Desde Aras de los Olmos nos dirigimos hacia el cementerio viejo, que dejamos a la derecha hasta alcanzar la calle Ermitas. Desde allí tomamos el camino de las Lomas y, a continuación, un sendero que nos conduce hasta la calera de la Sarteneja. En este punto seguimos por el cordel de Castilla, que nos lleva a cruzar el camino del molino del Marqués.
Tomamos la senda hacia el sur hasta la loma del Carril, donde giramos a la izquierda y la seguimos durante unos 100 metros, hasta el desvío a la derecha por la cañada del Marino en dirección sur. Avanzamos por esta cañada hasta el camino de la Burguesa, donde giramos a la derecha. Poco después tomamos un desvío a la izquierda que nos lleva al barranco del Regajo. Allí enlazamos con la senda del Contador, cruzamos el barranco y conectamos con el SL-CV 22.
Continuamos en dirección suroeste hasta el camino de la Losa donde giramos a la izquierda. Tras recorrer unos 100 metros, tomamos un desvío a la derecha por la cañada del Tío Burriel, que nos conduce hasta unos campos, que cruzamos por el borde.
Llegamos a un camino donde giramos a la izquierda, junto a una casa en ruinas, y enseguida de nuevo a la derecha por un carril paralelo al camino del molino Quemado. Cruzamos este camino para dirigirnos al corral del Matutano y seguimos por el camino de la Cañada Larga hasta una pronunciada curva a la izquierda. Allí tomamos un desvío hacia el este, que más adelante vuelve a enlazar con el camino.

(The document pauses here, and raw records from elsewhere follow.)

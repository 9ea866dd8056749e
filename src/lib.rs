//! Liquid glass turns a fragment function into a displacement-map filter for a surface.
//!
//! A fragment function maps a normalized surface coordinate (and optionally the pointer) to the
//! coordinate that pixel should be sampled from. This crate evaluates it over the surface's pixel
//! grid, quantizes the resulting vector field into an RGBA texture, and keeps a two-stage filter
//! graph (image source, then displacement map) published in a host compositor.
//!
//! # Pipeline overview
//!
//! 1. **Evaluate**: `FragmentFn + TextureSize + PointerProbe -> DisplacementField`
//! 2. **Encode**: `DisplacementField -> DisplacementTexture` (R = dx, G = dy, plus a scale)
//! 3. **Publish**: `DisplacementTexture -> FilterGraph` (image href and scale swapped together)
//! 4. **Drive**: [`GlassController`] waits for the surface to be measured, rebuilds on resize,
//!    and re-evaluates on pointer movement only when the fragment actually reads the pointer.
//!
//! The host environment (DOM, compositor, or [`HeadlessHost`] for tests) is reached through the
//! [`SurfaceProbe`], [`FrameClock`] and [`FilterHost`] traits.
#![forbid(unsafe_code)]
#![deny(missing_docs)]

mod filter;
mod foundation;
mod lifecycle;
mod shader;

pub use crate::filter::displace::apply_displacement;
pub use crate::filter::graph::{
    ChannelSelector, FeDisplacementMap, FeImage, FilterGraph, FilterHandle, FilterUpdate,
    generate_base_id,
};
pub use crate::filter::post::{PostFx, apply_post, backdrop_filter};
pub use crate::foundation::core::{Point, Rect, Size, TextureSize, Vec2};
pub use crate::foundation::error::{GlassError, GlassResult};
pub use crate::foundation::math::{length, mix, rounded_rect_sdf, smoothstep};
pub use crate::lifecycle::config::GlassOpts;
pub use crate::lifecycle::controller::{GlassController, GlassState, attach_glass};
pub use crate::lifecycle::headless::{HeadlessHost, HostStats, MountedFilter};
pub use crate::lifecycle::host::{
    FilterHost, FrameClock, FrameToken, Host, ListenerToken, PointerEvent, SurfaceProbe,
};
pub use crate::shader::field::{DisplacementField, evaluate_field};
pub use crate::shader::fragment::{
    FragmentFn, IdentityFragment, LensFragment, LensShape, default_fragment, fragment_fn,
    lens_fragment,
};
pub use crate::shader::pointer::{ObservedPointer, PointerProbe};
pub use crate::shader::texture::{
    DisplacementTexture, NEUTRAL_CHANNEL, decode_channel, encode_texture,
};
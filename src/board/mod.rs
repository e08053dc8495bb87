//! # Board Module
//!
//! The single read model the client renders from: the signed-in user's
//! categories with their tasks, ordered, with today's `done` flag derived
//! from each task's last completion.

pub mod handlers;
pub mod models;
pub mod routes;
pub mod services;

#[cfg(test)]
mod tests;

pub use routes::board_routes;
pub use services::BoardService;
use super::handlers;
use axum::{routing::get, Router};

/// Creates the board router
pub fn board_routes() -> Router {
    Router::new().route("/api/data", get(handlers::get_board))
}
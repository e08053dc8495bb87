//! Authentication data models

use serde::{Deserialize, Serialize};
use sqlx::FromRow;

/// User database model
#[derive(FromRow, Serialize, Deserialize, Debug, Clone)]
#[serde(rename_all = "camelCase")]
pub struct User {
    pub id: i64,
    pub telegram_id: i64,
    pub first_name: String,
    pub last_name: Option<String>,
    pub username: Option<String>,
    pub created_at: String,
    pub updated_at: String,
}

/// Response of `POST /api/auth`
#[derive(Serialize, Debug)]
pub struct AuthResponse {
    pub user: User,
}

Giramos a la derecha hasta el camino del Molinillo, donde giramos a la izquierda, rodeamos una casa y seguimos por el camino que conduce a la verónica de San Gregorio. Desde allí continuamos por el camino de los Cerrados hasta el cruce con el camino de la Tañadilla. Finalmente, tomamos la vía pecuaria que pasa junto a un navajo y seguimos por el camino de los Oliveros hasta alcanzar Titaguas.